> Task description
If a line in the entries below includes "Option", pick it out and copy it.

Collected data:
##########
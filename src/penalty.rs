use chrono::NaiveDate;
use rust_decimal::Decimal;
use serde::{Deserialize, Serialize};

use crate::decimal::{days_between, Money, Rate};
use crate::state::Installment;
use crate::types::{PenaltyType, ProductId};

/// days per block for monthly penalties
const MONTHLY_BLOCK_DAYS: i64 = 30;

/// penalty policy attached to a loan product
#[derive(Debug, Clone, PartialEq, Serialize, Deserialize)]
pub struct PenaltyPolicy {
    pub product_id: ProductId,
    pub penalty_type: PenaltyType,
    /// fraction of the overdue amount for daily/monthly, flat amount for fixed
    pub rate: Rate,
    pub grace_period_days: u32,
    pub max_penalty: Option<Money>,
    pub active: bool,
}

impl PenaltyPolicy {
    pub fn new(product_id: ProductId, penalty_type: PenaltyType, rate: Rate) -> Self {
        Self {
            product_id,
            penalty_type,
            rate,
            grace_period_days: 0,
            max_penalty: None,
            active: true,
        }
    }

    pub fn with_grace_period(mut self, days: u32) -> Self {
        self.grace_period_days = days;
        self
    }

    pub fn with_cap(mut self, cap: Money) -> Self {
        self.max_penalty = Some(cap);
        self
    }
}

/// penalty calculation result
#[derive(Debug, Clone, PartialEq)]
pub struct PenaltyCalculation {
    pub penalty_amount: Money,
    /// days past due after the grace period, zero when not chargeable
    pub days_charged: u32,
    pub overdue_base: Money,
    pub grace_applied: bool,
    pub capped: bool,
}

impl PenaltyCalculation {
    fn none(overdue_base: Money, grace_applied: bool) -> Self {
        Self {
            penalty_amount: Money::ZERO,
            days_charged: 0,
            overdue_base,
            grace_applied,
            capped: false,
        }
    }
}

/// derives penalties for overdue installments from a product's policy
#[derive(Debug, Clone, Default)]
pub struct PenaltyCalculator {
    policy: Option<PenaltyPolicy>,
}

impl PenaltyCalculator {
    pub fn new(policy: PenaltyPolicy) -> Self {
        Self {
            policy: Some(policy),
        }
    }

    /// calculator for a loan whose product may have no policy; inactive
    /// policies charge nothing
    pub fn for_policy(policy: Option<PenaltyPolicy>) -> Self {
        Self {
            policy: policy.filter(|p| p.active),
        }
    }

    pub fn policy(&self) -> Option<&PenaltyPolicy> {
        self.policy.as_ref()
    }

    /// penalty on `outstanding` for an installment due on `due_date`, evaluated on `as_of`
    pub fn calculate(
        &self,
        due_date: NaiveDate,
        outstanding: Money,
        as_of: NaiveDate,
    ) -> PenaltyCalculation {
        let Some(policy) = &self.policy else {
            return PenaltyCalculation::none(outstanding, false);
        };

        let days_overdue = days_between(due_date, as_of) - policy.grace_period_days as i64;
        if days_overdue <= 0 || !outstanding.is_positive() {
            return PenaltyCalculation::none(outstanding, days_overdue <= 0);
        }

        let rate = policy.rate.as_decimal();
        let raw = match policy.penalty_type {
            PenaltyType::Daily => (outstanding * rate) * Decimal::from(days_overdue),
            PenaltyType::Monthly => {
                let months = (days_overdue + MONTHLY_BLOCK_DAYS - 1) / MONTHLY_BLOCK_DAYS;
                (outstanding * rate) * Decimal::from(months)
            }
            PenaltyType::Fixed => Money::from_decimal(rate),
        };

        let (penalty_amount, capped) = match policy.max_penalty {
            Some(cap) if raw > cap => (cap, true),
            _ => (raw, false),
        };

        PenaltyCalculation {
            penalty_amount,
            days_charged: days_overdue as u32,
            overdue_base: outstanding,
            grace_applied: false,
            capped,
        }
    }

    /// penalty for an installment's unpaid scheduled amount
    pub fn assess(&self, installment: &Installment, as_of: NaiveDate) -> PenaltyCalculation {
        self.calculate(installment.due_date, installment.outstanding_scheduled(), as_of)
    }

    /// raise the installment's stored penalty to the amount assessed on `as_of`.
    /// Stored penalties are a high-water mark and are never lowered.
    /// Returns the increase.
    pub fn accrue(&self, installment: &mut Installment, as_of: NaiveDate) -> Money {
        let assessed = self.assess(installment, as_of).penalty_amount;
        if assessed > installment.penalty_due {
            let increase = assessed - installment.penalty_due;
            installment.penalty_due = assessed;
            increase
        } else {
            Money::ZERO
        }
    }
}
##########
> Answer area
    pub max_penalty: Option<Money>,
    policy: Option<PenaltyPolicy>,
    pub fn for_policy(policy: Option<PenaltyPolicy>) -> Self {
    pub fn policy(&self) -> Option<&PenaltyPolicy> {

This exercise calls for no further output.